Bahkan, antara tahun 895 sampai 1311 kawasan Jawa Barat diramaikan sewaktu-waktu oleh iring - iringan rombongan raja baru yang pindah tempat. Ayah Sri Jayabupati berkedudukan di daerah Galuh, Sri Jayabupati di Pakuan, tetapi putranya berkedudukan di Galuh lagi.
Dua raja berikutnya yaitu raja Sunda ke-22 dan ke-23 memerintah di Pakuan.

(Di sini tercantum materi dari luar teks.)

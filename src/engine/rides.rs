use chrono::Utc;
use tracing::{info, warn};
use uuid::Uuid;

use crate::engine::bookings::BookingLifecycle;
use crate::engine::drivers::DriverAvailability;
use crate::engine::locks::{AggregateGuard, LockKey};
use crate::engine::{Coordination, Rollback};
use crate::error::AppError;
use crate::models::booking::{BookingPatch, BookingStatus};
use crate::models::driver::DriverStatus;
use crate::models::ride::{Ride, RideEventKind, RideStatus};

/// Moves rides forward and releases their drivers on completion.
#[derive(Clone)]
pub struct RideProgress {
    ctx: Coordination,
    bookings: BookingLifecycle,
    drivers: DriverAvailability,
}

impl RideProgress {
    pub fn new(ctx: Coordination) -> Self {
        Self {
            bookings: BookingLifecycle::new(ctx.store.clone()),
            drivers: DriverAvailability::new(ctx.store.clone()),
            ctx,
        }
    }

    pub fn get(&self, ride_id: Uuid) -> Result<Ride, AppError> {
        self.ctx
            .store
            .rides
            .get(&ride_id)
            .ok_or(AppError::RideNotFound(ride_id))
    }

    pub fn list(&self) -> Vec<Ride> {
        let mut rides = self.ctx.store.rides.list();
        rides.sort_by_key(|ride| ride.assigned_at);
        rides
    }

    /// Every ride ever assigned to `driver_id`, oldest first. Unknown drivers get an empty list.
    pub fn driver_rides(&self, driver_id: Uuid) -> Vec<Ride> {
        let mut rides = self
            .ctx
            .store
            .rides
            .find(|ride| ride.driver_id == driver_id);
        rides.sort_by_key(|ride| ride.assigned_at);
        rides
    }

    /// Admin completion. Accepts assigned or in-progress rides; a second
    /// call on the same ride fails with `RideAlreadyCompleted`.
    pub async fn complete_ride(&self, ride_id: Uuid) -> Result<Ride, AppError> {
        self.ctx
            .measured("complete_ride", self.complete_locked(ride_id))
            .await
            .inspect_err(|err| warn!(ride_id = %ride_id, error = %err, "ride completion rejected"))
    }

    async fn complete_locked(&self, ride_id: Uuid) -> Result<Ride, AppError> {
        let ride = self.get(ride_id)?;
        let _guard = self.lock_aggregate(&ride).await;

        let ride = self.get(ride_id)?;
        match ride.status {
            RideStatus::Assigned | RideStatus::InProgress => self.finish(ride),
            RideStatus::Completed => Err(AppError::RideAlreadyCompleted(ride_id)),
            RideStatus::Cancelled => Err(AppError::InvalidTransition(format!(
                "ride {ride_id} was cancelled"
            ))),
        }
    }

    /// Driver-initiated advance. Only the assigned driver may move the ride,
    /// and only one step at a time.
    pub async fn update_ride_status(
        &self,
        ride_id: Uuid,
        caller_driver_id: Uuid,
        status: RideStatus,
    ) -> Result<Ride, AppError> {
        self.ctx
            .measured(
                "update_ride_status",
                self.update_locked(ride_id, caller_driver_id, status),
            )
            .await
            .inspect_err(|err| {
                warn!(
                    ride_id = %ride_id,
                    driver_id = %caller_driver_id,
                    error = %err,
                    "ride status update rejected"
                );
            })
    }

    async fn update_locked(
        &self,
        ride_id: Uuid,
        caller_driver_id: Uuid,
        status: RideStatus,
    ) -> Result<Ride, AppError> {
        let ride = self.get(ride_id)?;
        if ride.driver_id != caller_driver_id {
            return Err(AppError::Forbidden(format!(
                "ride {ride_id} is not assigned to driver {caller_driver_id}"
            )));
        }
        if !matches!(status, RideStatus::InProgress | RideStatus::Completed) {
            return Err(AppError::InvalidArgument(format!(
                "status must be in_progress or completed, got {status:?}"
            )));
        }

        let _guard = self.lock_aggregate(&ride).await;
        let ride = self.get(ride_id)?;

        match (ride.status, status) {
            (RideStatus::Assigned, RideStatus::InProgress) => self.start(ride),
            (RideStatus::InProgress, RideStatus::Completed) => self.finish(ride),
            (RideStatus::Completed, _) => Err(AppError::RideAlreadyCompleted(ride_id)),
            (current, requested) => Err(AppError::InvalidTransition(format!(
                "ride {ride_id} cannot move from {current:?} to {requested:?}"
            ))),
        }
    }

    async fn lock_aggregate(&self, ride: &Ride) -> AggregateGuard {
        // booking_id and driver_id never change after assignment.
        self.ctx
            .locks
            .acquire([LockKey::Booking(ride.booking_id), LockKey::Driver(ride.driver_id)])
            .await
    }

    fn start(&self, mut ride: Ride) -> Result<Ride, AppError> {
        ride.status = RideStatus::InProgress;
        ride.started_at = Some(Utc::now());
        self.ctx.store.rides.put(ride.clone());

        self.ctx.publish(RideEventKind::Started, &ride);
        info!(ride_id = %ride.id, driver_id = %ride.driver_id, "ride started");
        Ok(ride)
    }

    /// Completes `ride`, frees its driver, counts the ride and closes the booking.
    /// Caller holds the aggregate lock.
    fn finish(&self, ride: Ride) -> Result<Ride, AppError> {
        let driver = self.drivers.get(ride.driver_id)?;
        let booking = self.bookings.get(ride.booking_id)?;

        let completed = Rollback::default().guard(&self.ctx.store, |undo| {
            let mut completed = ride.clone();
            completed.status = RideStatus::Completed;
            completed.completed_at = Some(Utc::now());

            undo.ride(&ride);
            self.ctx.store.rides.put(completed.clone());

            undo.driver(&driver);
            self.drivers.set_status(driver.id, DriverStatus::Available)?;
            self.drivers.increment_total_rides(driver.id)?;

            undo.booking(&booking);
            self.bookings
                .patch(booking.id, BookingPatch::status(BookingStatus::Completed))?;

            Ok(completed)
        })?;

        self.ctx.metrics.rides_completed_total.inc();
        self.ctx.refresh_busy_gauge();
        self.ctx.publish(RideEventKind::Completed, &completed);

        info!(
            ride_id = %completed.id,
            booking_id = %completed.booking_id,
            driver_id = %completed.driver_id,
            "ride completed"
        );

        Ok(completed)
    }
}

#[cfg(test)]
mod tests {
    use std::sync::Arc;

    use super::*;
    use crate::engine::assignment::RideAssignment;
    use crate::engine::fixtures::{driver, new_booking};
    use crate::store::EntityStore;

    struct Harness {
        ctx: Coordination,
        assignment: RideAssignment,
        progress: RideProgress,
        bookings: BookingLifecycle,
        drivers: DriverAvailability,
    }

    fn harness() -> Harness {
        let ctx = Coordination::new(Arc::new(EntityStore::new()), 16);
        Harness {
            assignment: RideAssignment::new(ctx.clone()),
            progress: RideProgress::new(ctx.clone()),
            bookings: BookingLifecycle::new(ctx.store.clone()),
            drivers: DriverAvailability::new(ctx.store.clone()),
            ctx,
        }
    }

    async fn assigned(h: &Harness) -> Ride {
        let d = h.drivers.onboard(driver("Nils"));
        let b = h.bookings.create(new_booking("Schloss Charlottenburg"));
        h.assignment.assign_ride(b.id, d.id).await.unwrap()
    }

    #[tokio::test]
    async fn assign_then_complete_round_trip() {
        let h = harness();
        let ride = assigned(&h).await;

        let done = h.progress.complete_ride(ride.id).await.unwrap();

        assert_eq!(done.status, RideStatus::Completed);
        assert!(done.completed_at.is_some());
        let d = h.drivers.get(ride.driver_id).unwrap();
        assert_eq!(d.status, DriverStatus::Available);
        assert_eq!(d.total_rides, 1);
        assert_eq!(
            h.bookings.get(ride.booking_id).unwrap().status,
            BookingStatus::Completed
        );
        assert_eq!(h.ctx.metrics.drivers_busy.get(), 0);
        assert_eq!(h.ctx.metrics.rides_completed_total.get(), 1);
    }

    #[tokio::test]
    async fn second_completion_fails_and_counts_once() {
        let h = harness();
        let ride = assigned(&h).await;

        h.progress.complete_ride(ride.id).await.unwrap();
        let err = h.progress.complete_ride(ride.id).await.unwrap_err();

        assert_eq!(err, AppError::RideAlreadyCompleted(ride.id));
        assert_eq!(h.drivers.get(ride.driver_id).unwrap().total_rides, 1);
    }

    #[tokio::test]
    async fn unknown_ride_is_not_found() {
        let h = harness();
        let id = Uuid::new_v4();
        assert_eq!(
            h.progress.complete_ride(id).await.unwrap_err(),
            AppError::RideNotFound(id)
        );
        assert_eq!(
            h.progress
                .update_ride_status(id, Uuid::new_v4(), RideStatus::InProgress)
                .await
                .unwrap_err(),
            AppError::RideNotFound(id)
        );
    }

    #[tokio::test]
    async fn driver_walks_ride_forward() {
        let h = harness();
        let ride = assigned(&h).await;

        let started = h
            .progress
            .update_ride_status(ride.id, ride.driver_id, RideStatus::InProgress)
            .await
            .unwrap();
        assert_eq!(started.status, RideStatus::InProgress);
        assert!(started.started_at.is_some());
        assert_eq!(
            h.drivers.get(ride.driver_id).unwrap().status,
            DriverStatus::Busy
        );

        let done = h
            .progress
            .update_ride_status(ride.id, ride.driver_id, RideStatus::Completed)
            .await
            .unwrap();
        assert_eq!(done.status, RideStatus::Completed);
        assert_eq!(h.drivers.get(ride.driver_id).unwrap().total_rides, 1);
        assert_eq!(
            h.bookings.get(ride.booking_id).unwrap().status,
            BookingStatus::Completed
        );
    }

    #[tokio::test]
    async fn other_driver_is_forbidden_and_nothing_changes() {
        let h = harness();
        let ride = assigned(&h).await;
        let intruder = h.drivers.onboard(driver("Mallory"));

        for status in [RideStatus::InProgress, RideStatus::Completed, RideStatus::Assigned] {
            let err = h
                .progress
                .update_ride_status(ride.id, intruder.id, status)
                .await
                .unwrap_err();
            assert_eq!(err.kind(), "forbidden");
        }

        assert_eq!(h.progress.get(ride.id).unwrap().status, RideStatus::Assigned);
        assert_eq!(
            h.drivers.get(ride.driver_id).unwrap().status,
            DriverStatus::Busy
        );
        assert_eq!(h.drivers.get(intruder.id).unwrap().total_rides, 0);
    }

    #[tokio::test]
    async fn driver_cannot_skip_or_rewind() {
        let h = harness();
        let ride = assigned(&h).await;

        let err = h
            .progress
            .update_ride_status(ride.id, ride.driver_id, RideStatus::Completed)
            .await
            .unwrap_err();
        assert_eq!(err.kind(), "invalid_transition");

        let err = h
            .progress
            .update_ride_status(ride.id, ride.driver_id, RideStatus::Assigned)
            .await
            .unwrap_err();
        assert_eq!(err.kind(), "invalid_argument");

        h.progress
            .update_ride_status(ride.id, ride.driver_id, RideStatus::InProgress)
            .await
            .unwrap();
        let err = h
            .progress
            .update_ride_status(ride.id, ride.driver_id, RideStatus::InProgress)
            .await
            .unwrap_err();
        assert_eq!(err.kind(), "invalid_transition");
    }

    #[tokio::test]
    async fn completed_ride_rejects_driver_updates() {
        let h = harness();
        let ride = assigned(&h).await;
        h.progress.complete_ride(ride.id).await.unwrap();

        let err = h
            .progress
            .update_ride_status(ride.id, ride.driver_id, RideStatus::Completed)
            .await
            .unwrap_err();
        assert_eq!(err, AppError::RideAlreadyCompleted(ride.id));
        assert_eq!(h.drivers.get(ride.driver_id).unwrap().total_rides, 1);
    }

    #[tokio::test]
    async fn released_driver_can_take_the_next_booking() {
        let h = harness();
        let ride = assigned(&h).await;
        h.progress.complete_ride(ride.id).await.unwrap();

        let next = h.bookings.create(new_booking("Alexanderplatz"));
        let second = h.assignment.assign_ride(next.id, ride.driver_id).await.unwrap();

        let history = h.progress.driver_rides(ride.driver_id);
        assert_eq!(history.len(), 2);
        assert_eq!(history[0].id, ride.id);
        assert_eq!(history[1].id, second.id);
    }

    #[tokio::test]
    async fn driver_rides_of_unknown_driver_is_empty() {
        let h = harness();
        assert!(h.progress.driver_rides(Uuid::new_v4()).is_empty());
    }

    #[tokio::test(flavor = "multi_thread", worker_threads = 4)]
    async fn racing_completions_count_exactly_once() {
        let h = harness();
        let ride = assigned(&h).await;

        let mut handles = Vec::new();
        for _ in 0..16 {
            let progress = h.progress.clone();
            let ride_id = ride.id;
            handles.push(tokio::spawn(async move { progress.complete_ride(ride_id).await }));
        }

        let results = futures::future::join_all(handles).await;
        let ok = results.iter().filter(|r| matches!(r, Ok(Ok(_)))).count();

        assert_eq!(ok, 1);
        assert_eq!(h.drivers.get(ride.driver_id).unwrap().total_rides, 1);
    }
}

Tapi raja ke-24 memerintah di Galuh dan raja ke-25 yaitu Prabu Guru Darmasiksa mula-mula berkedudukan di Saunggalah, kemudian berpindah ke Pakuan.
Putranya Prabu Ragasuci berkedudukan di Saunggalah dan dipusarakan di Taman, Ciamis. Betapa pun repotnya hal itu menurut pandangan kita, namun pengaruhnya positifnya jelas dalam hal pemantapan etnik di Jawa Barat. Di antara Galuh dengan Sunda memang terdapat kelainan dalam tradisi.
Bahkan, ada yang menyebut, Orang Galuh itu seperti orang air, sedangkan orang Sunda itu orang gunung, yang satu memiliki mitos buaya, yang satunya mitosnya harimau. Bahkan, secara tradisi penyemayaman jenazah pun berbeda - beda.